Considérant que la Cour de justice des Communautés européennes a retenu dans sa motivation (points 24 et 25) qu’il y a lieu de se référer au libellé même de l’article 3 § 2, 2e tiret de la directive 90/435/CEE, selon lequel les sociétés mères ne peuvent être privées de l’exemption de la retenue que lorsqu’elles »… ne conservent pas, pendant une période ininterrompue d’au moins deux ans, une telle participation », et qu’il ressort des termes de cette disposition, et notamment de l’emploi du présent (« conservent ») dans toutes les versions linguistiques sauf dans la version danoise, que la société mère doit, pour bénéficier de l’avantage fiscal, détenir une participation dans la filiale pendant une certaine période, sans qu’il soit nécessaire que cette période ait déjà pris fin au moment de l’octroi de l’avantage fiscal ;

que, de ce fait, la Cour de justice des Communautés européennes a clairement souligné que la société mère, pour être exonérée de la retenue à la source, doit détenir une participation minimale de 25% pendant une période ininterrompue d’au moins deux ans ;

Considérant qu’il en résulte que l’arrêt de la Cour de justice des Communautés européennes du 17 octobre 1996, appliqué à l’article 147 No 2a de la loi concernant l’impôt sur le revenu (LIR), a confirmé le caractère impératif de la condition de la durée minimale de détention de la participation dans la société filiale, même si, selon l’enseignement du prédit arrêt, cette condition n’a plus besoin d’être remplie au moment de la mise à disposition des dividendes ;

Considérant que la participation directe de la requérante dans le capital social de la collectivité distributrice des dividendes, participation acquise le 3 mai 1996, a cessé d’exister au moment de la clôture de la liquidation, le 20 novembre 1997, de la société anonyme B (suite à la répartition de ses actifs) ; qu’il n’y a eu ni fusion de sociétés, ni toute autre opération susceptible de déclencher la prise en considération fiscale de la théorie de l’échange de biens équivalents ;

Considérant qu’il s’ensuit que faute d’avoir détenu sa participation directe dans le capital social de la société anonyme B pendant une période ininterrompue d’au moins deux ans, la requérante ne peut pas se prévaloir, en relation avec les dividendes alloués les 27 décembre 1997 et 27 juin 1997, de l’exemption de la retenue d’impôt à la source sur les revenus de capitaux ; que partant un droit dans son chef au remboursement des montants ainsi retenus ne peut pas être affirmé ;

III) Dates d’exécution des retenues d’impôt à la source contestées par la requérante Considérant que si en l’espèce l’obligation de verser au Trésor public l’impôt sur le revenu frappant les revenus de capitaux est indubitablement établie, la question se pose néanmoins, à la lumière de l’arrêt de la Cour de justice des Communautés européennes du 17 octobre 1996, à quelle(s) date(s) cette obligation était exécutable ;

Considérant que l’arrêt prévisé de la Cour de justice des Communautés européennes stipule dans son dispositif qu’« il appartient aux Etats membres d’établir les règles visant à faire respecter cette période minimale (= de détention de la participation dans la société filiale), conformément aux procédures prévues dans leur droit interne.

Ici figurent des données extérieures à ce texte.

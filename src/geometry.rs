//! Geometry helpers for positioning overlays over readable elements.
//!
//! Two coordinate spaces are involved:
//!
//! | Space | Origin | Source |
//! |-------|--------|--------|
//! | viewport | top-left of the visible area | [`LayoutView::bounding_client_rect`] |
//! | document | top-left of the page | viewport + [`LayoutView::scroll_offset`] |
//!
//! Overlays are positioned in document space so they stay attached to
//! their element while the page scrolls. Hit testing uses viewport space,
//! which is what pointer events report.

use serde::{Deserialize, Serialize};

/// A point in viewport pixels.
#[derive(Debug, Clone, Copy, PartialEq, Default, Serialize, Deserialize)]
pub struct Point {
    pub x: f64,
    pub y: f64,
}

impl Point {
    pub fn new(x: f64, y: f64) -> Self {
        Self { x, y }
    }
}

/// Current scroll position of the viewport.
#[derive(Debug, Clone, Copy, PartialEq, Default, Serialize, Deserialize)]
pub struct ScrollOffset {
    pub x: f64,
    pub y: f64,
}

/// An element's border box in viewport pixels.
#[derive(Debug, Clone, Copy, PartialEq, Default, Serialize, Deserialize)]
pub struct Rect {
    pub left: f64,
    pub top: f64,
    pub width: f64,
    pub height: f64,
}

impl Rect {
    pub fn new(left: f64, top: f64, width: f64, height: f64) -> Self {
        Self {
            left,
            top,
            width,
            height,
        }
    }

    pub fn right(&self) -> f64 {
        self.left + self.width
    }

    pub fn bottom(&self) -> f64 {
        self.top + self.height
    }

    /// Inclusive on every edge.
    pub fn contains(&self, point: Point) -> bool {
        point.x >= self.left
            && point.x <= self.right()
            && point.y >= self.top
            && point.y <= self.bottom()
    }
}

/// An element's box in document coordinates.
///
/// `x`/`y` mirror `left`/`top` so callers can use either naming.
#[derive(Debug, Clone, Copy, PartialEq, Default, Serialize)]
pub struct Bounds {
    pub x: f64,
    pub y: f64,
    pub top: f64,
    pub left: f64,
    pub width: f64,
    pub height: f64,
}

/// Line height used when `line-height: normal`, as a multiple of font size.
pub const NORMAL_LINE_HEIGHT: f64 = 1.2;

/// The typography subset of an element's computed style.
#[derive(Debug, Clone, PartialEq, Serialize, Deserialize)]
#[serde(default, rename_all = "camelCase")]
pub struct ComputedStyle {
    pub font_family: String,
    /// Font size in pixels.
    pub font_size: f64,
    pub font_weight: String,
    pub font_style: String,
    /// Raw CSS value, e.g. `24px`, `1.5`, `150%`, `normal`.
    pub line_height: String,
}

impl Default for ComputedStyle {
    fn default() -> Self {
        Self {
            font_family: "serif".to_string(),
            font_size: 16.0,
            font_weight: "400".to_string(),
            font_style: "normal".to_string(),
            line_height: "normal".to_string(),
        }
    }
}

impl ComputedStyle {
    /// Line height in pixels, or `None` when the value cannot be parsed.
    pub fn resolved_line_height(&self) -> Option<f64> {
        resolve_line_height(&self.line_height, self.font_size)
    }
}

/// Resolve a CSS `line-height` value to pixels.
///
/// Unitless numbers and percentages scale with `font_size`; `normal` is
/// [`NORMAL_LINE_HEIGHT`] times the font size.
pub fn resolve_line_height(value: &str, font_size: f64) -> Option<f64> {
    let value = value.trim().to_ascii_lowercase();
    if value == "normal" {
        return Some(font_size * NORMAL_LINE_HEIGHT);
    }

    let (number, scale) = if let Some(px) = value.strip_suffix("px") {
        (px, 1.0)
    } else if let Some(rem) = value.strip_suffix("rem") {
        // Root font size is not tracked; browsers default it to 16px.
        (rem, 16.0)
    } else if let Some(em) = value.strip_suffix("em") {
        (em, font_size)
    } else if let Some(pct) = value.strip_suffix('%') {
        (pct, font_size / 100.0)
    } else {
        (value.as_str(), font_size)
    };

    let parsed: f64 = number.trim().parse().ok()?;
    if !parsed.is_finite() || parsed < 0.0 {
        return None;
    }
    Some(parsed * scale)
}

/// Layout queries against a rendered document.
///
/// Implementations answer from live layout; results must not be cached
/// across scroll or resize.
pub trait LayoutView<N> {
    /// Border box relative to the viewport.
    fn bounding_client_rect(&self, node: N) -> Rect;

    fn scroll_offset(&self) -> ScrollOffset;

    fn computed_style(&self, node: N) -> ComputedStyle;

    /// Rendered text of the element and its descendants.
    fn text_content(&self, node: N) -> String;
}

/// Measures the rendered height of a single unwrapped line of text.
pub trait TextMeasurer {
    fn line_box_height(&self, text: &str, style: &ComputedStyle) -> f64;
}

/// Document-space bounds of an element.
pub fn element_bounds<N, L>(view: &L, node: N) -> Bounds
where
    L: LayoutView<N> + ?Sized,
{
    let rect = view.bounding_client_rect(node);
    let scroll = view.scroll_offset();
    let top = rect.top + scroll.y;
    let left = rect.left + scroll.x;

    Bounds {
        x: left,
        y: top,
        top,
        left,
        width: rect.width,
        height: rect.height,
    }
}

/// Whether a viewport point lies within the element's box, edges included.
pub fn is_point_inside_element<N, L>(point: Point, view: &L, node: N) -> bool
where
    L: LayoutView<N> + ?Sized,
{
    view.bounding_client_rect(node).contains(point)
}

/// Height of the line box holding the element's first line of text.
///
/// The first line is the text content up to the first newline, measured
/// with the element's font and line-height. Returns `0.0` if that line is
/// empty or only whitespace, which a browser collapses to nothing.
pub fn line_height_of_first_line<N, L, M>(view: &L, measurer: &M, node: N) -> f64
where
    N: Copy,
    L: LayoutView<N> + ?Sized,
    M: TextMeasurer + ?Sized,
{
    let text = view.text_content(node);
    let first_line = text.split('\n').next().unwrap_or_default();
    if first_line.trim().is_empty() {
        return 0.0;
    }

    let style = view.computed_style(node);
    measurer.line_box_height(first_line, &style)
}

#[cfg(test)]
mod tests {
    use super::*;
    use crate::layout::{HeadlessMeasurer, StaticLayout};

    fn style_with(line_height: &str, font_size: f64) -> ComputedStyle {
        ComputedStyle {
            font_size,
            line_height: line_height.to_string(),
            ..ComputedStyle::default()
        }
    }

    #[test]
    fn rect_edges_are_inside() {
        let rect = Rect::new(10.0, 20.0, 100.0, 50.0);
        assert!(rect.contains(Point::new(10.0, 20.0)));
        assert!(rect.contains(Point::new(110.0, 70.0)));
        assert!(rect.contains(Point::new(10.0, 45.0)));
        assert!(!rect.contains(Point::new(9.999, 45.0)));
        assert!(!rect.contains(Point::new(60.0, 70.001)));
    }

    #[test]
    fn point_on_element_edge_is_inside() {
        let layout = StaticLayout::new();
        layout.insert(1_u32, Rect::new(5.0, 5.0, 10.0, 10.0), ComputedStyle::default(), "x");
        assert!(is_point_inside_element(Point::new(5.0, 7.0), &layout, 1));
        assert!(is_point_inside_element(Point::new(15.0, 15.0), &layout, 1));
        assert!(!is_point_inside_element(Point::new(15.5, 15.0), &layout, 1));
    }

    #[test]
    fn bounds_add_scroll_offset() {
        let layout = StaticLayout::new();
        layout.insert(7_u32, Rect::new(30.0, 40.0, 200.0, 60.0), ComputedStyle::default(), "x");

        let at_origin = element_bounds(&layout, 7);
        assert_eq!(at_origin.top, 40.0);
        assert_eq!(at_origin.left, 30.0);
        assert_eq!(at_origin.x, at_origin.left);
        assert_eq!(at_origin.y, at_origin.top);

        layout.set_scroll(ScrollOffset { x: 12.0, y: 300.0 });
        let scrolled = element_bounds(&layout, 7);
        assert_eq!(scrolled.top - at_origin.top, 300.0);
        assert_eq!(scrolled.left - at_origin.left, 12.0);
        assert_eq!(scrolled.width, at_origin.width);
        assert_eq!(scrolled.height, at_origin.height);
    }

    #[test]
    fn line_height_units_resolve() {
        assert_eq!(resolve_line_height("24px", 16.0), Some(24.0));
        assert_eq!(resolve_line_height("1.5", 16.0), Some(24.0));
        assert_eq!(resolve_line_height("150%", 20.0), Some(30.0));
        assert_eq!(resolve_line_height("2em", 10.0), Some(20.0));
        assert_eq!(resolve_line_height("1rem", 10.0), Some(16.0));
        assert_eq!(resolve_line_height("NORMAL", 20.0), Some(24.0));
        assert_eq!(resolve_line_height("inherit", 16.0), None);
        assert_eq!(resolve_line_height("-3px", 16.0), None);
        assert_eq!(resolve_line_height("", 16.0), None);
    }

    #[test]
    fn first_line_height_uses_measurer() {
        struct FixedMeasurer;
        impl TextMeasurer for FixedMeasurer {
            fn line_box_height(&self, text: &str, _style: &ComputedStyle) -> f64 {
                assert_eq!(text, "First line");
                42.0
            }
        }

        let layout = StaticLayout::new();
        layout.insert(1_u32, Rect::default(), style_with("18px", 14.0), "First line\nSecond line");
        assert_eq!(line_height_of_first_line(&layout, &FixedMeasurer, 1), 42.0);
    }

    #[test]
    fn first_line_height_is_zero_without_text() {
        let layout = StaticLayout::new();
        layout.insert(1_u32, Rect::default(), style_with("18px", 14.0), "");
        layout.insert(2_u32, Rect::default(), style_with("18px", 14.0), "\nsecond");
        assert_eq!(line_height_of_first_line(&layout, &HeadlessMeasurer, 1), 0.0);
        assert_eq!(line_height_of_first_line(&layout, &HeadlessMeasurer, 2), 0.0);
    }

    #[test]
    fn whitespace_first_line_has_no_height() {
        let layout = StaticLayout::new();
        layout.insert(1_u32, Rect::default(), ComputedStyle::default(), "   \nbody");
        layout.insert(2_u32, Rect::default(), ComputedStyle::default(), "\t \r\nbody");
        assert_eq!(line_height_of_first_line(&layout, &HeadlessMeasurer, 1), 0.0);
        assert_eq!(line_height_of_first_line(&layout, &HeadlessMeasurer, 2), 0.0);
    }

    #[test]
    fn headless_first_line_height_follows_style() {
        let layout = StaticLayout::new();
        layout.insert(1_u32, Rect::default(), style_with("28px", 16.0), "Line\nmore");
        layout.insert(2_u32, Rect::default(), style_with("normal", 20.0), "Line");
        assert_eq!(line_height_of_first_line(&layout, &HeadlessMeasurer, 1), 28.0);
        assert_eq!(line_height_of_first_line(&layout, &HeadlessMeasurer, 2), 24.0);
    }
}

En tout état de cause, ces Etats ne sont pas tenus, en vertu de la directive, d’accorder l’avantage (= l’exemption de la retenue à la source) de manière immédiate lorsque la société mère s’engage unilatéralement à respecter la période de participation minimale » ;

Considérant que le droit fiscal interne a été adapté en l’occurrence, avec effet à partir de l’année d’imposition 1998, par l’insertion au texte de l’article 149 de la loi concernant l’impôt sur le revenu (LIR) des dispositions suivantes : « (4) (…) Un règlement grand-ducal déterminera les conditions de garantie à observer lorsque, à la date de la mise à la disposition des revenus, la seule condition de la durée de détention ininterrompue (…) n’est pas remplie et que le bénéficiaire des revenus s’engage à détenir jusqu’à l’accomplissement de la durée de détention restante une participation d’au moins (…) dans le capital social du débiteur des revenus. – (4a) En l’absence d’un engagement par le bénéficiaire des revenus, le débiteur des revenus est tenu de déclarer et de verser l’impôt retenu à la source dans le délai de huit jours à partir de la date de la mise à la disposition des revenus. Le remboursement peut être demandé par le bénéficiaire des revenus dès qu’il prouve que la durée de détention est remplie et que pendant toute la durée de détention le taux de participation n’est pas descendu au-dessous du seuil de (…) » ;

Considérant qu’aux fins de statuer sur les deux requêtes en présence, il échet de se référer aux solutions de principe (abstraction faite de l’abaissement du taux de participation minimale et de la réduction de la durée minimale de détention) apportées par le législateur national à la suite de l’arrêt de la Cour de justice des Communautés européennes du 17 octobre 1996, même si ces solutions ne sont d’application qu’à partir de l’année d’imposition 1998 ;

Considérant que la requérante reste à défaut de fournir des preuves concrètes quant à l’existence, au moment de l’allocation des dividendes en question, d’un engagement prévu par l’article 149 LIR, tel qu’il a été complété avec effet à partir de l’année d’imposition 1998 ;

qu’un pareil engagement ne se présume pas ; que partant les retenues d’impôt à la source opérées à l’occasion de l’allocation des dividendes en dates du 27 décembre 1996 et du 27 juin 1997 l’ont été à bon droit ;

Considérant, à titre superfétatoire, que même la mise en place dès l’année 1996 d’un système d’exemption immédiate en contrepartie de la constitution de garanties dans l’hypothèse d’un engagement formel de détention de la participation, n’aurait dans le cas d’espèce que fait décaler dans le temps le versement de l’impôt sur les revenus de capitaux en question, au plus tard jusqu’à la date de la clôture de la liquidation de la société filiale (le 20 novembre 1997) ;

IV) Taux des retenues d’impôt à la source Considérant que, quant aux taux de retenue d’impôt sur les dividendes attribués les 27 décembre 1996 (15%) et 27 juin 1997 (10%), une juste application a été faite de l’article 10 § 2, lit. a) et b) de la convention du 17 septembre 1970 entre le Luxembourg et la Belgique en vue d’éviter les doubles impositions ;

V) Demande en réparation du dommage subi Considérant qu’en l’absence d’un tort causé à la requérante ou d’un droit à un remboursement dans son chef, l’annonce de se réserver « le droit de demander réparation du dommage subi » en matière d’intérêts de retard n’a pas besoin d’être analysée, le § 20 (3) de la loi d’adaptation fiscale (StAnpG) défendant d’ailleurs expressément l’allocation d’intérêts sur un trop-perçu éventuel ;

Considérant que les moyens invoqués par la requérante laissent d’être fondés ; que partant les retenues d’impôt à la source versées en dates du 3 janvier 1997 (56.023.602.-

Flux) et du 4 juillet 1997 (24.167.044.- Flux) sont à confirmer ».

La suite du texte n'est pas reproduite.